To select the best model in model selection phase, we have drawn 10% samples from both of the training set (KDD99Train+ and KDD Train+NSL-KDD) to tune the parameters of all kernels and another 10% samples from the training set (KDD99Train+ and KDD Train+NSL-KDD) to validate those parameters, as shown in Table 3. In our experiment, four different types of kernel have been used.

** 5.PRE-PROCESSING**

SVM classification system is not able to process the train (KDD99Train+ and KDDTrain+NSL-KDD) and test (KDD99Test+ and KDDTest+NSL-KDD) dataset in its current format. SVM requires that each data instance is represented as a vector of real numbers. Hence preprocessing was required before SVM classification system could be built. Preprocessing contains the following processes: The features in columns 2, 3, and 4 in the KDD’99 dataset or NSL-KDD dataset are the protocol type, the service type, and the flag, respectively. The value of the protocol type may be tcp, udp, or icmp; the service type could be one of the 66 different network services (RRE-KDD Dataset) or 70 different network services (NSL-KDD dataset) such as http and smtp; and the flag has 11 possible values such as SF or S2. Hence, the categorical features in the KDD dataset must be converted into a numeric representation. This is done by the usual binary encoding – each categorical variable having possible m values is replaced with m-1 dummy variables. Here a dummy variable have value one for a specific category and having zero for all category. After converting category to numeric, we got 115 variables for each samples of the RRE-KDD dataset and 119 variables for each samples of the NSL-KDD dataset. Some researchers used only integer code to convert category features to numeric representation instead of using dummy variables which is not statistically meaningful way for this type of conversion [13, 18].The final step of pre-processing is scaling the training data, i.e. normalizing all features so that they have zero mean and a standard deviation of 1. This avoids numerical instabilities during the SVM calculation.

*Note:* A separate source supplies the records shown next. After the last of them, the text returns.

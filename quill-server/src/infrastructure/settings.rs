use anyhow::{Context, Result, anyhow};

use crate::domain::user::AdminCredentials;

#[derive(Debug, Clone)]
pub(crate) struct Settings {
    pub(crate) database_url: String,
    pub(crate) jwt_secret: String,
    pub(crate) jwt_ttl_seconds: i64,
    pub(crate) admin: AdminCredentials,
    pub(crate) http_addr: String,
    pub(crate) cors_origins: Vec<String>,
    pub(crate) log_level: String,
    pub(crate) http_request_body_limit_bytes: usize,
    pub(crate) http_concurrency_limit: usize,
    pub(crate) http_request_timeout_secs: u64,
}

impl Settings {
    pub(crate) fn from_env() -> Result<Self> {
        let database_url =
            std::env::var("DATABASE_URL").unwrap_or_else(|_| "sqlite:blog.db".to_string());
        if database_url.trim().is_empty() {
            return Err(anyhow!("DATABASE_URL must not be empty"));
        }
        let jwt_secret = get_required("JWT_SECRET").context("JWT_SECRET is required")?;
        let jwt_ttl_seconds: i64 = std::env::var("JWT_TTL_SECONDS")
            .unwrap_or_else(|_| "3600".to_string())
            .parse()
            .context("Failed to parse JWT_TTL_SECONDS, expecting integer")?;

        if jwt_secret.chars().count() < 32 {
            return Err(anyhow!("JWT_SECRET must be at least 32 characters"));
        }

        let admin_username =
            get_required("ADMIN_USERNAME").context("ADMIN_USERNAME is required")?;
        let admin_password = std::env::var("ADMIN_PASSWORD")
            .context("ADMIN_PASSWORD is required")?;
        let admin = AdminCredentials::new(admin_username, admin_password)
            .context("invalid admin credentials")?;

        let http_addr = std::env::var("HTTP_ADDR").unwrap_or_else(|_| "0.0.0.0:8000".to_string());
        let cors_origins = parse_cors_origins(
            std::env::var("CORS_ORIGINS")
                .unwrap_or_else(|_| "http://localhost:8000,http://127.0.0.1:8000".to_string()),
        );
        let log_level = std::env::var("LOG_LEVEL")
            .or_else(|_| std::env::var("RUST_LOG"))
            .unwrap_or_else(|_| "info".to_string());
        let http_request_body_limit_bytes =
            parse_usize_env("HTTP_REQUEST_BODY_LIMIT_BYTES", 1024 * 1024)?;
        let http_concurrency_limit = parse_usize_env("HTTP_CONCURRENCY_LIMIT", 256)?;
        let http_request_timeout_secs = parse_u64_env("HTTP_REQUEST_TIMEOUT_SECS", 10)?;

        Ok(Self {
            database_url,
            jwt_secret,
            jwt_ttl_seconds,
            admin,
            http_addr,
            cors_origins,
            log_level,
            http_request_body_limit_bytes,
            http_concurrency_limit,
            http_request_timeout_secs,
        })
    }
}

fn get_required(key: &str) -> Result<String> {
    let value = std::env::var(key)?;
    let value = value.trim().to_string();
    if value.is_empty() {
        return Err(anyhow!("{key} must not be empty"));
    }
    Ok(value)
}

fn parse_cors_origins(raw: String) -> Vec<String> {
    raw.split(',')
        .map(str::trim)
        .filter(|entry| !entry.is_empty())
        .map(str::to_string)
        .collect()
}

fn parse_usize_env(key: &str, default: usize) -> Result<usize> {
    let value = std::env::var(key)
        .unwrap_or_else(|_| default.to_string())
        .parse::<usize>()
        .with_context(|| format!("Failed to parse {key}, expecting positive integer"))?;

    if value == 0 {
        return Err(anyhow!("{key} must be > 0"));
    }
    Ok(value)
}

fn parse_u64_env(key: &str, default: u64) -> Result<u64> {
    let value = std::env::var(key)
        .unwrap_or_else(|_| default.to_string())
        .parse::<u64>()
        .with_context(|| format!("Failed to parse {key}, expecting positive integer"))?;

    if value == 0 {
        return Err(anyhow!("{key} must be > 0"));
    }
    Ok(value)
}
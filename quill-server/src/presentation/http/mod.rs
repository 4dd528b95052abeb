use axum::{Json, Router, routing::get};
use serde::Serialize;

use super::AppState;

pub(crate) mod app_error;
pub(crate) mod handlers;
pub(crate) mod middleware;
pub(crate) mod openapi;
pub(crate) mod routes;

pub(crate) fn routes(state: AppState) -> Router {
    Router::new()
        .route("/healthz", get(health_handler))
        .merge(routes::router(state.clone()))
        .with_state(state)
}

#[derive(Debug, Serialize)]
struct HealthzResponse {
    status: &'static str,
}

async fn health_handler() -> Json<HealthzResponse> {
    Json(HealthzResponse { status: "ok" })
}
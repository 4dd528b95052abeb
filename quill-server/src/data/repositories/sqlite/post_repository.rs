use async_trait::async_trait;
use chrono::{DateTime, Utc};
use sqlx::{FromRow, QueryBuilder, Sqlite, SqlitePool, Transaction};

use super::lock_contention;
use super::term_table::{SqliteTermTable, TermRow, term_sql};
use crate::data::post_repository::{
    NewPost, Pagination, PostFilter, PostPatch, PostRepository, PostTransaction,
};
use crate::data::term_repository::TermTable;
use crate::domain::error::DomainError;
use crate::domain::post::Post;
use crate::domain::taxonomy::{Term, TermKind};

#[derive(Debug, Clone)]
pub(crate) struct SqlitePostRepository {
    pool: SqlitePool,
}

impl SqlitePostRepository {
    pub(crate) fn new(pool: SqlitePool) -> Self {
        Self { pool }
    }

    async fn load_terms(&self, post_id: i64, kind: TermKind) -> Result<Vec<Term>, DomainError> {
        let rows = sqlx::query_as::<_, TermRow>(term_sql(kind).select_for_post)
            .bind(post_id)
            .fetch_all(&self.pool)
            .await
            .map_err(map_post_db_error)?;

        Ok(rows.into_iter().map(Term::from).collect())
    }

    async fn hydrate(&self, row: PostRow) -> Result<Post, DomainError> {
        let tags = self.load_terms(row.id, TermKind::Tag).await?;
        let categories = self.load_terms(row.id, TermKind::Category).await?;
        Ok(map_row_to_post(row)?.with_terms(tags, categories))
    }
}

#[derive(Debug, FromRow)]
struct PostRow {
    id: i64,
    title: String,
    content: String,
    author_id: i64,
    created_at: DateTime<Utc>,
    updated_at: DateTime<Utc>,
}

const SELECT_POSTS: &str = r#"
    SELECT p.id, p.title, p.content, p.author_id, p.created_at, p.updated_at
    FROM posts p
"#;

fn push_filter(builder: &mut QueryBuilder<'_, Sqlite>, filter: &PostFilter) {
    match filter {
        PostFilter::All => {}
        PostFilter::Search(query) => {
            let pattern = like_pattern(query);
            builder
                .push(" WHERE p.title LIKE ")
                .push_bind(pattern.clone())
                .push(" ESCAPE '\\' OR p.content LIKE ")
                .push_bind(pattern.clone())
                .push(
                    " ESCAPE '\\' OR EXISTS (SELECT 1 FROM post_tags pt \
                     JOIN tags t ON t.id = pt.tag_id \
                     WHERE pt.post_id = p.id AND t.name LIKE ",
                )
                .push_bind(pattern.clone())
                .push(
                    " ESCAPE '\\') OR EXISTS (SELECT 1 FROM post_categories pc \
                     JOIN categories c ON c.id = pc.category_id \
                     WHERE pc.post_id = p.id AND c.name LIKE ",
                )
                .push_bind(pattern)
                .push(" ESCAPE '\\')");
        }
        PostFilter::Category(category_id) => {
            builder
                .push(
                    " WHERE EXISTS (SELECT 1 FROM post_categories pc \
                     WHERE pc.post_id = p.id AND pc.category_id = ",
                )
                .push_bind(*category_id)
                .push(")");
        }
    }
}

// SQLite LIKE is case-insensitive for ASCII; wildcards in the query are literal.
fn like_pattern(query: &str) -> String {
    let mut pattern = String::with_capacity(query.len() + 2);
    pattern.push('%');
    for ch in query.chars() {
        if matches!(ch, '\\' | '%' | '_') {
            pattern.push('\\');
        }
        pattern.push(ch);
    }
    pattern.push('%');
    pattern
}

#[async_trait]
impl PostRepository for SqlitePostRepository {
    type Tx = SqlitePostTransaction;

    async fn begin(&self) -> Result<Self::Tx, DomainError> {
        // Take the write lock up front; a deferred transaction that reads
        // terms first cannot upgrade while another writer holds it.
        let tx = self
            .pool
            .begin_with("BEGIN IMMEDIATE")
            .await
            .map_err(map_post_db_error)?;
        Ok(SqlitePostTransaction { tx })
    }

    async fn get_post(&self, id: i64) -> Result<Option<Post>, DomainError> {
        let row = sqlx::query_as::<_, PostRow>(
            r#"
            SELECT id, title, content, author_id, created_at, updated_at
            FROM posts
            WHERE id = ?
            "#,
        )
        .bind(id)
        .fetch_optional(&self.pool)
        .await
        .map_err(map_post_db_error)?;

        match row {
            Some(row) => Ok(Some(self.hydrate(row).await?)),
            None => Ok(None),
        }
    }

    async fn list_posts(
        &self,
        filter: &PostFilter,
        pagination: Pagination,
    ) -> Result<Vec<Post>, DomainError> {
        let limit = pagination.page_size as i64;
        let offset = (pagination.page.saturating_sub(1) as i64) * limit;

        let mut builder = QueryBuilder::<Sqlite>::new(SELECT_POSTS);
        push_filter(&mut builder, filter);
        builder
            .push(" ORDER BY p.created_at DESC, p.id DESC LIMIT ")
            .push_bind(limit)
            .push(" OFFSET ")
            .push_bind(offset);

        let rows = builder
            .build_query_as::<PostRow>()
            .fetch_all(&self.pool)
            .await
            .map_err(map_post_db_error)?;

        let mut posts = Vec::with_capacity(rows.len());
        for row in rows {
            posts.push(self.hydrate(row).await?);
        }
        Ok(posts)
    }

    async fn count_posts(&self, filter: &PostFilter) -> Result<i64, DomainError> {
        let mut builder = QueryBuilder::<Sqlite>::new("SELECT COUNT(*) FROM posts p");
        push_filter(&mut builder, filter);

        builder
            .build_query_scalar::<i64>()
            .fetch_one(&self.pool)
            .await
            .map_err(map_post_db_error)
    }

    async fn list_categories(&self) -> Result<Vec<Term>, DomainError> {
        let rows = sqlx::query_as::<_, TermRow>(term_sql(TermKind::Category).select_all)
            .fetch_all(&self.pool)
            .await
            .map_err(map_post_db_error)?;

        Ok(rows.into_iter().map(Term::from).collect())
    }

    async fn get_category(&self, id: i64) -> Result<Option<Term>, DomainError> {
        let row = sqlx::query_as::<_, TermRow>(term_sql(TermKind::Category).select_by_id)
            .bind(id)
            .fetch_optional(&self.pool)
            .await
            .map_err(map_post_db_error)?;

        Ok(row.map(Term::from))
    }
}

pub(crate) struct SqlitePostTransaction {
    tx: Transaction<'static, Sqlite>,
}

#[async_trait]
impl PostTransaction for SqlitePostTransaction {
    fn terms(&mut self, kind: TermKind) -> Box<dyn TermTable + '_> {
        Box::new(SqliteTermTable::new(&mut *self.tx, kind))
    }

    async fn insert_post(&mut self, input: NewPost) -> Result<i64, DomainError> {
        let now = Utc::now();
        sqlx::query_scalar::<_, i64>(
            r#"
            INSERT INTO posts (title, content, author_id, created_at, updated_at)
            VALUES (?, ?, ?, ?, ?)
            RETURNING id
            "#,
        )
        .bind(input.title)
        .bind(input.content)
        .bind(input.author_id)
        .bind(now)
        .bind(now)
        .fetch_one(&mut *self.tx)
        .await
        .map_err(map_post_db_error)
    }

    async fn update_post(&mut self, post_id: i64, patch: PostPatch) -> Result<bool, DomainError> {
        let result = sqlx::query(
            r#"
            UPDATE posts
            SET title = ?,
                content = ?,
                updated_at = ?
            WHERE id = ?
            "#,
        )
        .bind(patch.title)
        .bind(patch.content)
        .bind(Utc::now())
        .bind(post_id)
        .execute(&mut *self.tx)
        .await
        .map_err(map_post_db_error)?;

        Ok(result.rows_affected() > 0)
    }

    async fn delete_post(&mut self, post_id: i64) -> Result<bool, DomainError> {
        let result = sqlx::query("DELETE FROM posts WHERE id = ?")
            .bind(post_id)
            .execute(&mut *self.tx)
            .await
            .map_err(map_post_db_error)?;

        Ok(result.rows_affected() > 0)
    }

    async fn set_post_terms(
        &mut self,
        post_id: i64,
        kind: TermKind,
        terms: &[Term],
    ) -> Result<(), DomainError> {
        let sql = term_sql(kind);
        sqlx::query(sql.delete_links)
            .bind(post_id)
            .execute(&mut *self.tx)
            .await
            .map_err(map_post_db_error)?;

        for (position, term) in terms.iter().enumerate() {
            sqlx::query(sql.insert_link)
                .bind(post_id)
                .bind(term.id)
                .bind(position as i64)
                .execute(&mut *self.tx)
                .await
                .map_err(map_post_db_error)?;
        }
        Ok(())
    }

    async fn delete_draft(&mut self, user_id: i64) -> Result<(), DomainError> {
        sqlx::query("DELETE FROM drafts WHERE user_id = ?")
            .bind(user_id)
            .execute(&mut *self.tx)
            .await
            .map_err(map_post_db_error)?;
        Ok(())
    }

    async fn commit(self) -> Result<(), DomainError> {
        self.tx.commit().await.map_err(map_post_db_error)
    }
}

fn map_row_to_post(row: PostRow) -> Result<Post, DomainError> {
    Post::new(
        row.id,
        row.title,
        row.content,
        row.author_id,
        row.created_at,
        row.updated_at,
    )
    .map_err(|err| DomainError::Unexpected(err.to_string()))
}

fn map_post_db_error(err: sqlx::Error) -> DomainError {
    if let Some(busy) = lock_contention(&err) {
        return busy;
    }
    if let sqlx::Error::Database(db_err) = &err
        && db_err.is_foreign_key_violation()
    {
        return DomainError::NotFound("author".to_string());
    }
    DomainError::Unexpected(err.to_string())
}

We then used the same scaling of the training data on the test set. Attack names were mapped to one of the five classes namely Normal, DoS (Denial of Service), U2R (user-to-root: unauthorized access to root privileges), R2L (remote-to-local: unauthorized access to local from a remote machine), and Probe (probing: information gathering attacks).

**6.SVM MODEL SELECTION**

** **In order to generate highly performing SVM classifiers capable of dealing with real data an efficient model selection is required. In our experiment, Grid-search technique has been used to find the best model for SVM with different kernel. In our experiments, this method selects the values of parameters considering highest accuracy and then time if more than one position in search space has the same accuracy. In our experiment, Sequential Minimization Optimization with the following options in Matlab, shown in Table 4, has been used. We have considered the range of the parameter in the grid search which converged within the maximum iteration using the train set (For Model Selection) and validation set (For Model selection) shown in Table 3. We have tuned SVM separately for each of the dataset (RRE-KDD and NSL-KDD dataset) using their corresponding train and validation set which has been derived for model selection purposes. In this section, we will give the procedure for SVM model selection for our derived RRE-KDD dataset in details with the obtained result in graphical presentation, however, result found for NSL-KDD dataset presented in tabular form.

**6.1MODEL SELECTION FOR RRE-KDD DATASET**

** **For linear kernel, to find out the parameter value *C*, we have considered the value from 2^{-8} to 2^{6 }as our searching space. The resulting search space for linear kernel is shown in Figure 1. We have taken the parameter value *C*=4 which provides highest accuracy 99.31% accuracy in the validation set to train the whole train data (KDD99Train+) and test the test data (KDD99Test+).

For polynomial kernel, to find the parameter value *C* (penalty term for soft margin) and *d* (poly order), we have considered the value from 2^{-8} to 2^{6} for *C* and from 1 to 3 for *d* as our searching space. The resulting search space for polynomial kernel is shown in Figure 2. We have taken the parameters value *d*=2 and *C*=0.0039 which provides highest accuracy 99.70% accuracy in the validation set to train the whole train data (KDD99Train+) and test the test data (KDD99Test+).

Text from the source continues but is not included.